● **Data records**
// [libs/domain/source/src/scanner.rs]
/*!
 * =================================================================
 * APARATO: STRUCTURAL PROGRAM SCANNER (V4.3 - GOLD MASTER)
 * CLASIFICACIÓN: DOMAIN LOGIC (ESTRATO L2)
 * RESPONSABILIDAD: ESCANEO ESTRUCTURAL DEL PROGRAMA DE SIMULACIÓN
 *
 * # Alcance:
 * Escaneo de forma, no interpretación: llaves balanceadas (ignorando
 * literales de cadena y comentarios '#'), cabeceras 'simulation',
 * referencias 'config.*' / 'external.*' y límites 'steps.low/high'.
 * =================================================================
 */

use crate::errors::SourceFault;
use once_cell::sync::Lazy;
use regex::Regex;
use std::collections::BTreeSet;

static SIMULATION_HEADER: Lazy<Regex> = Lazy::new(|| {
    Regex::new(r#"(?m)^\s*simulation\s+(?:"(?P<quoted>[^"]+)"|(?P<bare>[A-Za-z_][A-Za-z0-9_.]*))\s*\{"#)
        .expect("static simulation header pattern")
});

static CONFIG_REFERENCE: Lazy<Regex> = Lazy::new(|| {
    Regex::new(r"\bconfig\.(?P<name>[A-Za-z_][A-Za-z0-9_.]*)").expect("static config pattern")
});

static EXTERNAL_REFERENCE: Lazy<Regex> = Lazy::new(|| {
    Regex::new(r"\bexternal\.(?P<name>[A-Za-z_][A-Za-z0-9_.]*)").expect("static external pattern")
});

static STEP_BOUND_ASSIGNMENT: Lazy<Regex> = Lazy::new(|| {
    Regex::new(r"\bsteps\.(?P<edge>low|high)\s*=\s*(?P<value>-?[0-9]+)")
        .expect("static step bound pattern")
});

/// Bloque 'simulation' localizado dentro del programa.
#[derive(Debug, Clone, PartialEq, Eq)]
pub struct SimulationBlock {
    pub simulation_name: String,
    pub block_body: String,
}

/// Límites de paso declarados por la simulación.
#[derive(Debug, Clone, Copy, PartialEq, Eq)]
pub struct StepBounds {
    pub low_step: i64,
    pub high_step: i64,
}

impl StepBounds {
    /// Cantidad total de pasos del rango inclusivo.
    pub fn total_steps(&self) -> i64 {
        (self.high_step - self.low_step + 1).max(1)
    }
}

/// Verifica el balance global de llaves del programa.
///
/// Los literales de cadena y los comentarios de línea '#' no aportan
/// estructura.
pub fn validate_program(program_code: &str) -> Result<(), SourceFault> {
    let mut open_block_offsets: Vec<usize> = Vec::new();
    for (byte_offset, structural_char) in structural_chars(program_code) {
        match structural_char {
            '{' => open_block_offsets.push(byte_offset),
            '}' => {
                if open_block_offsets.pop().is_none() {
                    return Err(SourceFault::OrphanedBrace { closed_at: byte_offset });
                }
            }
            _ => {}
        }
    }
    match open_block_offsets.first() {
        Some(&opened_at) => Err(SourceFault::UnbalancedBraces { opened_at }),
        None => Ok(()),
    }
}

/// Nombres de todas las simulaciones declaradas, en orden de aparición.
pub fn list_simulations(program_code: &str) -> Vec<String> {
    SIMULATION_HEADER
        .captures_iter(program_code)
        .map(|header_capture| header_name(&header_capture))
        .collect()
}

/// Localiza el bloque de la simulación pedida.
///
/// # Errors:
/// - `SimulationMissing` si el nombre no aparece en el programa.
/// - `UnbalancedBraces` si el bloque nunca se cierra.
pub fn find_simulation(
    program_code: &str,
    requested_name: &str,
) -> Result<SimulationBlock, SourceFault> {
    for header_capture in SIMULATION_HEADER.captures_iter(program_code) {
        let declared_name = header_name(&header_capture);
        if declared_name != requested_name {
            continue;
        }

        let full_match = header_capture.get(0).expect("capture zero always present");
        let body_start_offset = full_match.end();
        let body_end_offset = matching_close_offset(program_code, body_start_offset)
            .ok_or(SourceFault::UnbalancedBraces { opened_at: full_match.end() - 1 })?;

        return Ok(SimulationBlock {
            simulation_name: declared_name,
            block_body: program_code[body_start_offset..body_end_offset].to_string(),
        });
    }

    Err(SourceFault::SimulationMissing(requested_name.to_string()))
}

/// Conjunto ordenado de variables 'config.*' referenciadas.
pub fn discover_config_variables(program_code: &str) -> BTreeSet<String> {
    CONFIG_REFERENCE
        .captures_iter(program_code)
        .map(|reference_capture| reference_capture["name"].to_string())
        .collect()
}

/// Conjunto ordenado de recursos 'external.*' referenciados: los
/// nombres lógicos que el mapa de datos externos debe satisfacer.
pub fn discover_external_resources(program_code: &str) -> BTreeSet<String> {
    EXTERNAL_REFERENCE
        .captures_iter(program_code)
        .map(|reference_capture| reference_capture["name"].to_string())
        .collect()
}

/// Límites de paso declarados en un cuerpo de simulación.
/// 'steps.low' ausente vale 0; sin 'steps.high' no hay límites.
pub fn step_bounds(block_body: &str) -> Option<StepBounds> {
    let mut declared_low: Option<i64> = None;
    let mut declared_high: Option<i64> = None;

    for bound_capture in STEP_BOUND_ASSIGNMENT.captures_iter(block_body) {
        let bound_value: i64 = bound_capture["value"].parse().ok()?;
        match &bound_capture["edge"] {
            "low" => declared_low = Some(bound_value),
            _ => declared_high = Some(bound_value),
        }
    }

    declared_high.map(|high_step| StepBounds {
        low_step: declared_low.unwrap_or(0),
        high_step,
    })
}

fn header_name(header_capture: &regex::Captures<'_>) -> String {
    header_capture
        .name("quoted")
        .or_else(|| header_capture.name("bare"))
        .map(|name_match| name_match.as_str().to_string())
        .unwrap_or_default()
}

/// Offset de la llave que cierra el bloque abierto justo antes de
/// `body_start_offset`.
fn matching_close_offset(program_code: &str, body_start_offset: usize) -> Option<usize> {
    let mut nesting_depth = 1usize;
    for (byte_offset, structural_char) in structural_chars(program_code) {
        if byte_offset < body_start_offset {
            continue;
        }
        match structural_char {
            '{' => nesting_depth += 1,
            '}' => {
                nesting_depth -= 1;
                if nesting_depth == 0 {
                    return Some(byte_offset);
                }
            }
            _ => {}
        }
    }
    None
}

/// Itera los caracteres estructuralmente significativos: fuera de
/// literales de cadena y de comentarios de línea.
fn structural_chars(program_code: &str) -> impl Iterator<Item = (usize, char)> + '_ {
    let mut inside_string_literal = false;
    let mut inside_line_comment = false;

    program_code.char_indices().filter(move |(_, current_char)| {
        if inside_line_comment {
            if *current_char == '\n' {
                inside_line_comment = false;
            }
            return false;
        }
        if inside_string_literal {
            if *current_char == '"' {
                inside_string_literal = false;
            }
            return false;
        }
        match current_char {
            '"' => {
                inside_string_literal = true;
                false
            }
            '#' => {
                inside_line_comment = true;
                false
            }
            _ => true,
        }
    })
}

● **Problem to solve**
If a line of the listing above contains "pattern", pick it out and copy it.

● **Finished task**
        .expect("static simulation header pattern")
    Regex::new(r"\bconfig\.(?P<name>[A-Za-z_][A-Za-z0-9_.]*)").expect("static config pattern")
    Regex::new(r"\bexternal\.(?P<name>[A-Za-z_][A-Za-z0-9_.]*)").expect("static external pattern")
        .expect("static step bound pattern")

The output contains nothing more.